*What you need to do*. Reproduce every line that appears below, precisely and completely.

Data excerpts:
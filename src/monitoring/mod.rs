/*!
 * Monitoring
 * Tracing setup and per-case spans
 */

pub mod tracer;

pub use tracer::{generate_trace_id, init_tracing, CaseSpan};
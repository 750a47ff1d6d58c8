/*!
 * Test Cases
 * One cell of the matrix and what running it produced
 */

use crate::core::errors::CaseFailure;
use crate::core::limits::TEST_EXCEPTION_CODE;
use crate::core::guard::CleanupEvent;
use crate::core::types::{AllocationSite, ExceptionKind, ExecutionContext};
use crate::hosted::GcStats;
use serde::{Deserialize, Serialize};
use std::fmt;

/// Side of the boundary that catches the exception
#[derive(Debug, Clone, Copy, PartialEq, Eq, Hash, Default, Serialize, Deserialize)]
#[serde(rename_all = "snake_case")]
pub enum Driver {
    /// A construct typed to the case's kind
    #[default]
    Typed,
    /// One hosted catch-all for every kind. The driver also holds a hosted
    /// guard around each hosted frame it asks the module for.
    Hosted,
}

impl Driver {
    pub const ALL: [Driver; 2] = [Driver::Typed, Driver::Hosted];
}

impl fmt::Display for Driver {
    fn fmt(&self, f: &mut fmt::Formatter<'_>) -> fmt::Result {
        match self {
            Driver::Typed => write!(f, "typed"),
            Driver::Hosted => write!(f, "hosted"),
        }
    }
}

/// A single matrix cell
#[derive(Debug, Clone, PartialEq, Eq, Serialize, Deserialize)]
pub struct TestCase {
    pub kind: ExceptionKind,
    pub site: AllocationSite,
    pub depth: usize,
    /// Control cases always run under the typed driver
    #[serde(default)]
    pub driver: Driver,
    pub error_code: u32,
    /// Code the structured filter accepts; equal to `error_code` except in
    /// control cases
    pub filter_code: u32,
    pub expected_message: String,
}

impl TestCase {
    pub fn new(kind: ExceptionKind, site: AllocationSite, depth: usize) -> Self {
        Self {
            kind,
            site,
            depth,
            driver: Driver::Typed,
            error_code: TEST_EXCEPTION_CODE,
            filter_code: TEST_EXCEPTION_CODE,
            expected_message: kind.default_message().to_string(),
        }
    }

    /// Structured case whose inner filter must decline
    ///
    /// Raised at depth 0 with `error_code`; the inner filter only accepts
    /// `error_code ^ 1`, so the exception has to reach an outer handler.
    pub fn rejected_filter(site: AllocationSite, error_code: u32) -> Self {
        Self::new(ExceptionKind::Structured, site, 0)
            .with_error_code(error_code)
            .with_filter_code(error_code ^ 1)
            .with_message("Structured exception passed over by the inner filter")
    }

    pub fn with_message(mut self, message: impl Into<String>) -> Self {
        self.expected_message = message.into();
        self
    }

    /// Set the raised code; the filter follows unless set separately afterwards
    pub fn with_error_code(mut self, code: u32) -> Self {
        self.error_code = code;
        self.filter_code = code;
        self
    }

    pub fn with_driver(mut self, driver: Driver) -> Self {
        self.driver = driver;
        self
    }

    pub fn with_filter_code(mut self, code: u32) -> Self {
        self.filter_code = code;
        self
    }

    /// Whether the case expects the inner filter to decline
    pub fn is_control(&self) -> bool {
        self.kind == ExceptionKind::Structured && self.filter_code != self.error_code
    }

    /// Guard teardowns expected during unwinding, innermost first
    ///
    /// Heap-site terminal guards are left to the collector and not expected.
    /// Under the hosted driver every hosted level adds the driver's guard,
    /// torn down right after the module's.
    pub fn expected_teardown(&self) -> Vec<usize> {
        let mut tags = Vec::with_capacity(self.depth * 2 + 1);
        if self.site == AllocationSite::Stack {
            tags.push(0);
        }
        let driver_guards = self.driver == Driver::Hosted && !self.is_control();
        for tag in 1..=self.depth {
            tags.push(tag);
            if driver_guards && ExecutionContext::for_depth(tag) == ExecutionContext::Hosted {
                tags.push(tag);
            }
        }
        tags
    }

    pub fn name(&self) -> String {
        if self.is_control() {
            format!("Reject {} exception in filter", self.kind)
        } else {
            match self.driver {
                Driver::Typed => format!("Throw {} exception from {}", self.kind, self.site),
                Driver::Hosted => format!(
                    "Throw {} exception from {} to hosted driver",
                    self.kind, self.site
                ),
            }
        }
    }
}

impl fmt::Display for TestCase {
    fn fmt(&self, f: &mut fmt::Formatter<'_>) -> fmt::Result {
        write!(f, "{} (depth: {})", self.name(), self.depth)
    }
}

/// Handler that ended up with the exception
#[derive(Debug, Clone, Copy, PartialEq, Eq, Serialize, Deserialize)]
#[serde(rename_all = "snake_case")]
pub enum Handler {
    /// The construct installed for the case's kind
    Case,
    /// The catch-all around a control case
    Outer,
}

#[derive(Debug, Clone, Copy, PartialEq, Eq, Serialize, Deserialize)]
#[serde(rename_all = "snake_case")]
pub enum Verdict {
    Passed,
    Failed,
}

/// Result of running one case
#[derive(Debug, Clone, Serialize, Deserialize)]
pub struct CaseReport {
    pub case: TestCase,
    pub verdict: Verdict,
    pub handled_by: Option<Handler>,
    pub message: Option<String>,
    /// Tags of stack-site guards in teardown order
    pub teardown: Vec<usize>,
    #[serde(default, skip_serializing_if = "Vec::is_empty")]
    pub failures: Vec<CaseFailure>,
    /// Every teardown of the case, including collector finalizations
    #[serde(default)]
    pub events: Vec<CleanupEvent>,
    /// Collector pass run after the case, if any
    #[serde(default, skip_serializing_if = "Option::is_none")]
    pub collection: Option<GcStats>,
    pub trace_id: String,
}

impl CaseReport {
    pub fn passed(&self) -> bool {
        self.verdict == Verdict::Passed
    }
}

*Answer space*.
filename src/monitoring/mod.rs
/*!
 * Monitoring
 * Tracing setup and per-case spans
 */

pub mod tracer;

pub use tracer::{generate_trace_id, init_tracing, CaseSpan};
repository 750a47ff1d6d58c8
/*!
 * Test Cases
 * One cell of the matrix and what running it produced
 */

use crate::core::errors::CaseFailure;
use crate::core::limits::TEST_EXCEPTION_CODE;
use crate::core::guard::CleanupEvent;
use crate::core::types::{AllocationSite, ExceptionKind, ExecutionContext};
use crate::hosted::GcStats;
use serde::{Deserialize, Serialize};
use std::fmt;

/// Side of the boundary that catches the exception
#[derive(Debug, Clone, Copy, PartialEq, Eq, Hash, Default, Serialize, Deserialize)]
#[serde(rename_all = "snake_case")]
pub enum Driver {
    /// A construct typed to the case's kind
    #[default]
    Typed,
    /// One hosted catch-all for every kind. The driver also holds a hosted
    /// guard around each hosted frame it asks the module for.
    Hosted,
}

impl Driver {
    pub const ALL: [Driver; 2] = [Driver::Typed, Driver::Hosted];
}

impl fmt::Display for Driver {
    fn fmt(&self, f: &mut fmt::Formatter<'_>) -> fmt::Result {
        match self {
            Driver::Typed => write!(f, "typed"),
            Driver::Hosted => write!(f, "hosted"),
        }
    }
}

/// A single matrix cell
#[derive(Debug, Clone, PartialEq, Eq, Serialize, Deserialize)]
pub struct TestCase {
    pub kind: ExceptionKind,
    pub site: AllocationSite,
    pub depth: usize,
    /// Control cases always run under the typed driver
    #[serde(default)]
    pub driver: Driver,
    pub error_code: u32,
    /// Code the structured filter accepts; equal to `error_code` except in
    /// control cases
    pub filter_code: u32,
    pub expected_message: String,
}

impl TestCase {
    pub fn new(kind: ExceptionKind, site: AllocationSite, depth: usize) -> Self {
        Self {
            kind,
            site,
            depth,
            driver: Driver::Typed,
            error_code: TEST_EXCEPTION_CODE,
            filter_code: TEST_EXCEPTION_CODE,
            expected_message: kind.default_message().to_string(),
        }
    }

    /// Structured case whose inner filter must decline
    ///
    /// Raised at depth 0 with `error_code`; the inner filter only accepts
    /// `error_code ^ 1`, so the exception has to reach an outer handler.
    pub fn rejected_filter(site: AllocationSite, error_code: u32) -> Self {
        Self::new(ExceptionKind::Structured, site, 0)
            .with_error_code(error_code)
            .with_filter_code(error_code ^ 1)
            .with_message("Structured exception passed over by the inner filter")
    }

    pub fn with_message(mut self, message: impl Into<String>) -> Self {
        self.expected_message = message.into();
        self
    }

    /// Set the raised code; the filter follows unless set separately afterwards
    pub fn with_error_code(mut self, code: u32) -> Self {
        self.error_code = code;
        self.filter_code = code;
        self
    }

    pub fn with_driver(mut self, driver: Driver) -> Self {
        self.driver = driver;
        self
    }

    pub fn with_filter_code(mut self, code: u32) -> Self {
        self.filter_code = code;
        self
    }

    /// Whether the case expects the inner filter to decline
    pub fn is_control(&self) -> bool {
        self.kind == ExceptionKind::Structured && self.filter_code != self.error_code
    }

    /// Guard teardowns expected during unwinding, innermost first
    ///
    /// Heap-site terminal guards are left to the collector and not expected.
    /// Under the hosted driver every hosted level adds the driver's guard,
    /// torn down right after the module's.
    pub fn expected_teardown(&self) -> Vec<usize> {
        let mut tags = Vec::with_capacity(self.depth * 2 + 1);
        if self.site == AllocationSite::Stack {
            tags.push(0);
        }
        let driver_guards = self.driver == Driver::Hosted && !self.is_control();
        for tag in 1..=self.depth {
            tags.push(tag);
            if driver_guards && ExecutionContext::for_depth(tag) == ExecutionContext::Hosted {
                tags.push(tag);
            }
        }
        tags
    }

    pub fn name(&self) -> String {
        if self.is_control() {
            format!("Reject {} exception in filter", self.kind)
        } else {
            match self.driver {
                Driver::Typed => format!("Throw {} exception from {}", self.kind, self.site),
                Driver::Hosted => format!(
                    "Throw {} exception from {} to hosted driver",
                    self.kind, self.site
                ),
            }
        }
    }
}

impl fmt::Display for TestCase {
    fn fmt(&self, f: &mut fmt::Formatter<'_>) -> fmt::Result {
        write!(f, "{} (depth: {})", self.name(), self.depth)
    }
}

/// Handler that ended up with the exception
#[derive(Debug, Clone, Copy, PartialEq, Eq, Serialize, Deserialize)]
#[serde(rename_all = "snake_case")]
pub enum Handler {
    /// The construct installed for the case's kind
    Case,
    /// The catch-all around a control case
    Outer,
}

#[derive(Debug, Clone, Copy, PartialEq, Eq, Serialize, Deserialize)]
#[serde(rename_all = "snake_case")]
pub enum Verdict {
    Passed,
    Failed,
}

/// Result of running one case
#[derive(Debug, Clone, Serialize, Deserialize)]
pub struct CaseReport {
    pub case: TestCase,
    pub verdict: Verdict,
    pub handled_by: Option<Handler>,
    pub message: Option<String>,
    /// Tags of stack-site guards in teardown order
    pub teardown: Vec<usize>,
    #[serde(default, skip_serializing_if = "Vec::is_empty")]
    pub failures: Vec<CaseFailure>,
    /// Every teardown of the case, including collector finalizations
    #[serde(default)]
    pub events: Vec<CleanupEvent>,
    /// Collector pass run after the case, if any
    #[serde(default, skip_serializing_if = "Option::is_none")]
    pub collection: Option<GcStats>,
    pub trace_id: String,
}

impl CaseReport {
    pub fn passed(&self) -> bool {
        self.verdict == Verdict::Passed
    }
}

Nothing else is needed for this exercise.